Data provided ::

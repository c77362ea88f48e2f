//! LLM 问答服务 - 业务能力层
//!
//! 基于文档回答单个问题，不关心限流和重试
//!
//! ## 技术栈
//! - 使用 `async-openai` crate 进行 API 调用
//! - 兼容 OpenAI API 的服务（默认使用 Gemini 的 OpenAI 兼容端点）

use std::time::Duration;

use async_openai::{
    config::OpenAIConfig,
    error::{ApiError, OpenAIError},
    types::chat::{
        ChatCompletionRequestMessage, ChatCompletionRequestSystemMessageArgs,
        ChatCompletionRequestUserMessageArgs, CreateChatCompletionRequestArgs,
    },
    Client,
};
use async_trait::async_trait;
use tracing::{debug, warn};

use crate::config::Config;
use crate::error::{AppError, AppResult, LlmError};
use crate::services::answerer::{AnswerError, Answerer};

/// LLM 问答服务
///
/// 职责：
/// - 绑定一个文档引用，回答关于该文档的问题
/// - 把上游错误转换为结构化的 `AnswerError`
/// - 只处理单个问题
pub struct LlmAnswerer {
    client: Client<OpenAIConfig>,
    model_name: String,
    system_message: String,
}

impl LlmAnswerer {
    /// 创建绑定到指定文档的问答服务
    pub fn for_document(config: &Config, documents: &str) -> Self {
        let openai_config = OpenAIConfig::new()
            .with_api_key(&config.llm_api_key)
            .with_api_base(&config.llm_api_base_url);

        // 重试与退避由调度层统一负责，客户端内部不再重试
        let no_retry = backoff::ExponentialBackoff {
            max_elapsed_time: Some(Duration::ZERO),
            ..Default::default()
        };

        Self {
            client: Client::with_config(openai_config).with_backoff(no_retry),
            model_name: config.llm_model_name.clone(),
            system_message: build_system_message(documents),
        }
    }

    fn build_messages(&self, query: &str) -> AppResult<Vec<ChatCompletionRequestMessage>> {
        let system_msg = ChatCompletionRequestSystemMessageArgs::default()
            .content(self.system_message.as_str())
            .build()
            .map_err(|e| AppError::llm_request_failed(&self.model_name, e.to_string()))?;
        let user_msg = ChatCompletionRequestUserMessageArgs::default()
            .content(query)
            .build()
            .map_err(|e| AppError::llm_request_failed(&self.model_name, e.to_string()))?;

        Ok(vec![
            ChatCompletionRequestMessage::System(system_msg),
            ChatCompletionRequestMessage::User(user_msg),
        ])
    }
}

#[async_trait]
impl Answerer for LlmAnswerer {
    async fn ask(&self, query: &str) -> Result<String, AnswerError> {
        debug!("调用 LLM API，模型: {}", self.model_name);
        debug!("问题长度: {} 字符", query.len());

        let messages = self
            .build_messages(query)
            .map_err(|e| AnswerError::other(e.to_string()))?;

        let request = CreateChatCompletionRequestArgs::default()
            .model(&self.model_name)
            .messages(messages)
            .temperature(0.2)
            .build()
            .map_err(|e| {
                AnswerError::other(
                    AppError::llm_request_failed(&self.model_name, e.to_string()).to_string(),
                )
            })?;

        let response = self.client.chat().create(request).await.map_err(|e| {
            warn!("LLM API 调用失败: {}", e);
            classify_openai_error(&e)
        })?;

        debug!("LLM API 调用成功");

        let content = response
            .choices
            .first()
            .and_then(|choice| choice.message.content.clone())
            .ok_or_else(|| {
                AnswerError::other(
                    AppError::Llm(LlmError::EmptyContent {
                        model: self.model_name.clone(),
                    })
                    .to_string(),
                )
            })?;

        Ok(content.trim().to_string())
    }
}

/// 构建系统消息，把文档引用交给模型
fn build_system_message(documents: &str) -> String {
    format!(
        "You answer questions about the document at {}. \
         Answer only from the document's content; if it does not contain the answer, say so.",
        documents
    )
}

/// 将 async-openai 的错误映射为结构化错误类别
///
/// 优先使用响应里的结构化字段（`code` / `type` / HTTP 状态），只有在缺失时才匹配文本
fn classify_openai_error(err: &OpenAIError) -> AnswerError {
    match err {
        OpenAIError::ApiError(api) => classify_api_error(api),
        OpenAIError::Reqwest(e) => match e.status().map(|s| s.as_u16()) {
            Some(429) => AnswerError::quota_exhausted(e.to_string()),
            Some(503) => AnswerError::unavailable(e.to_string()),
            _ => AnswerError::classify(e.to_string()),
        },
        // 非标准错误体（例如 Gemini 的数组形式 429）只能从原始内容判断
        OpenAIError::JSONDeserialize(_, content) => AnswerError::classify(content.as_str()),
        other => AnswerError::classify(other.to_string()),
    }
}

fn classify_api_error(api: &ApiError) -> AnswerError {
    let fields = [api.code.as_deref(), api.r#type.as_deref()];
    let has = |names: &[&str]| {
        fields
            .iter()
            .flatten()
            .any(|f| names.iter().any(|n| f.eq_ignore_ascii_case(n)))
    };

    if has(&[
        "429",
        "rate_limit_exceeded",
        "rate_limit_error",
        "insufficient_quota",
        "resource_exhausted",
        "requests",
        "tokens",
    ]) {
        AnswerError::quota_exhausted(api.message.clone())
    } else if has(&["503", "unavailable", "server_error", "overloaded_error"]) {
        AnswerError::unavailable(api.message.clone())
    } else if api.code.is_none() && api.r#type.is_none() && api.param.is_none() {
        // 5xx 响应没有结构化字段，async-openai 只保留原始响应体
        AnswerError::unavailable(api.message.clone())
    } else {
        AnswerError::classify(api.message.clone())
    }
}

#[cfg(test)]
mod tests {
    use super::*;
    use crate::services::answerer::AnswerErrorKind;
    use crate::workflow::{AttemptOutcome, AttemptRunner};
    use std::sync::atomic::{AtomicUsize, Ordering};
    use std::sync::Arc;
    use tokio::io::{AsyncReadExt, AsyncWriteExt};
    use tokio::net::{TcpListener, TcpStream};

    #[test]
    fn test_system_message_mentions_document() {
        let msg = build_system_message("https://example.com/policy.pdf");
        assert!(msg.contains("https://example.com/policy.pdf"));
    }

    #[test]
    fn test_build_messages() {
        let answerer = LlmAnswerer::for_document(&Config::default(), "doc.pdf");
        let messages = answerer.build_messages("What is covered?").unwrap();
        assert_eq!(messages.len(), 2);
        assert!(matches!(messages[0], ChatCompletionRequestMessage::System(_)));
        assert!(matches!(messages[1], ChatCompletionRequestMessage::User(_)));
    }

    #[test]
    fn test_invalid_argument_is_fatal() {
        let err = classify_openai_error(&OpenAIError::InvalidArgument("bad doc".to_string()));
        assert_eq!(err.kind, AnswerErrorKind::Other);
    }

    fn api_error(r#type: Option<&str>, code: Option<&str>) -> OpenAIError {
        OpenAIError::ApiError(ApiError {
            message: "upstream said no".to_string(),
            r#type: r#type.map(str::to_string),
            param: None,
            code: code.map(str::to_string),
        })
    }

    #[test]
    fn test_api_error_uses_structured_fields() {
        let quota = classify_openai_error(&api_error(Some("insufficient_quota"), None));
        assert_eq!(quota.kind, AnswerErrorKind::QuotaExhausted);

        let limited = classify_openai_error(&api_error(None, Some("rate_limit_exceeded")));
        assert_eq!(limited.kind, AnswerErrorKind::QuotaExhausted);

        let server = classify_openai_error(&api_error(Some("server_error"), None));
        assert_eq!(server.kind, AnswerErrorKind::Unavailable);

        let invalid = classify_openai_error(&api_error(
            Some("invalid_request_error"),
            Some("model_not_found"),
        ));
        assert_eq!(invalid.kind, AnswerErrorKind::Other);
        assert_eq!(invalid.message, "upstream said no");
    }

    #[test]
    fn test_bare_server_error_body_is_unavailable() {
        let err = classify_openai_error(&api_error(None, None));
        assert_eq!(err.kind, AnswerErrorKind::Unavailable);
    }

    #[test]
    fn test_non_standard_body_falls_back_to_text() {
        let body = r#"[{"error":{"code":429,"status":"RESOURCE_EXHAUSTED"}}]"#;
        let parse_err = serde_json::from_str::<u8>("x").unwrap_err();
        let err = classify_openai_error(&OpenAIError::JSONDeserialize(parse_err, body.to_string()));
        assert_eq!(err.kind, AnswerErrorKind::QuotaExhausted);
    }

    /// 本地假服务：记录请求次数，并对每个请求返回固定的 HTTP 响应
    async fn spawn_fixed_upstream(
        status_line: &'static str,
        body: &'static str,
    ) -> (String, Arc<AtomicUsize>) {
        let listener = TcpListener::bind("127.0.0.1:0").await.unwrap();
        let addr = listener.local_addr().unwrap();
        let requests = Arc::new(AtomicUsize::new(0));
        let counter = requests.clone();

        tokio::spawn(async move {
            loop {
                let Ok((mut socket, _)) = listener.accept().await else {
                    return;
                };
                let counter = counter.clone();
                tokio::spawn(async move {
                    if read_request(&mut socket).await.is_none() {
                        return;
                    }
                    counter.fetch_add(1, Ordering::SeqCst);
                    let response = format!(
                        "HTTP/1.1 {}\r\nContent-Type: application/json\r\nContent-Length: {}\r\nConnection: close\r\n\r\n{}",
                        status_line,
                        body.len(),
                        body
                    );
                    let _ = socket.write_all(response.as_bytes()).await;
                    let _ = socket.shutdown().await;
                });
            }
        });

        (format!("http://{}/v1", addr), requests)
    }

    /// 读完一个请求（头部 + Content-Length 指定的请求体）
    async fn read_request(socket: &mut TcpStream) -> Option<()> {
        let mut buf = Vec::new();
        let mut chunk = [0u8; 4096];
        loop {
            let n = socket.read(&mut chunk).await.ok()?;
            if n == 0 {
                return None;
            }
            buf.extend_from_slice(&chunk[..n]);
            let text = String::from_utf8_lossy(&buf);
            if let Some(header_end) = text.find("\r\n\r\n") {
                let content_length = text[..header_end]
                    .lines()
                    .filter_map(|line| line.split_once(':'))
                    .find(|(name, _)| name.trim().eq_ignore_ascii_case("content-length"))
                    .and_then(|(_, value)| value.trim().parse::<usize>().ok())
                    .unwrap_or(0);
                if buf.len() >= header_end + 4 + content_length {
                    return Some(());
                }
            }
        }
    }

    fn config_for(base_url: String) -> Config {
        Config {
            llm_api_key: "test-key".to_string(),
            llm_api_base_url: base_url,
            ..Config::default()
        }
    }

    #[tokio::test]
    async fn test_rate_limited_upstream_is_called_once() {
        let (base_url, requests) = spawn_fixed_upstream(
            "429 Too Many Requests",
            r#"{"error":{"message":"RESOURCE_EXHAUSTED: quota","type":"rate_limit_error","param":null,"code":"429"}}"#,
        )
        .await;

        let answerer = Arc::new(LlmAnswerer::for_document(&config_for(base_url), "doc.pdf"));
        let runner = AttemptRunner::new(answerer, Duration::from_secs(5));
        let outcome = runner.run("q").await;

        assert!(
            matches!(outcome, AttemptOutcome::Transient(_)),
            "unexpected outcome: {}",
            outcome.label()
        );
        assert_eq!(requests.load(Ordering::SeqCst), 1);
    }

    #[tokio::test]
    async fn test_unavailable_upstream_is_called_once() {
        let (base_url, requests) =
            spawn_fixed_upstream("503 Service Unavailable", "Service Unavailable").await;

        let answerer = LlmAnswerer::for_document(&config_for(base_url), "doc.pdf");
        let err = answerer.ask("q").await.unwrap_err();

        assert_eq!(err.kind, AnswerErrorKind::Unavailable);
        assert_eq!(requests.load(Ordering::SeqCst), 1);
    }

    /// 真实 API 连通性测试
    ///
    /// 运行方式：
    /// ```bash
    /// LLM_API_KEY=... cargo test test_llm_answerer_live -- --ignored --nocapture
    /// ```
    #[tokio::test]
    #[ignore]
    async fn test_llm_answerer_live() {
        let _ = tracing_subscriber::fmt::try_init();

        let config = Config::from_env();
        let answerer = LlmAnswerer::for_document(&config, "https://example.com/policy.pdf");

        match answerer.ask("What is this document about?").await {
            Ok(answer) => {
                println!("LLM 响应: {}", answer);
                assert!(!answer.is_empty());
            }
            Err(e) => panic!("LLM 调用失败 ({:?}): {}", e.kind, e),
        }
    }
}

Task directions :: Look for the word "Ordering" throughout the material above and copy every line that has it.

Exercise response ::
    use std::sync::atomic::{AtomicUsize, Ordering};
                    counter.fetch_add(1, Ordering::SeqCst);
        assert_eq!(requests.load(Ordering::SeqCst), 1);
        assert_eq!(requests.load(Ordering::SeqCst), 1);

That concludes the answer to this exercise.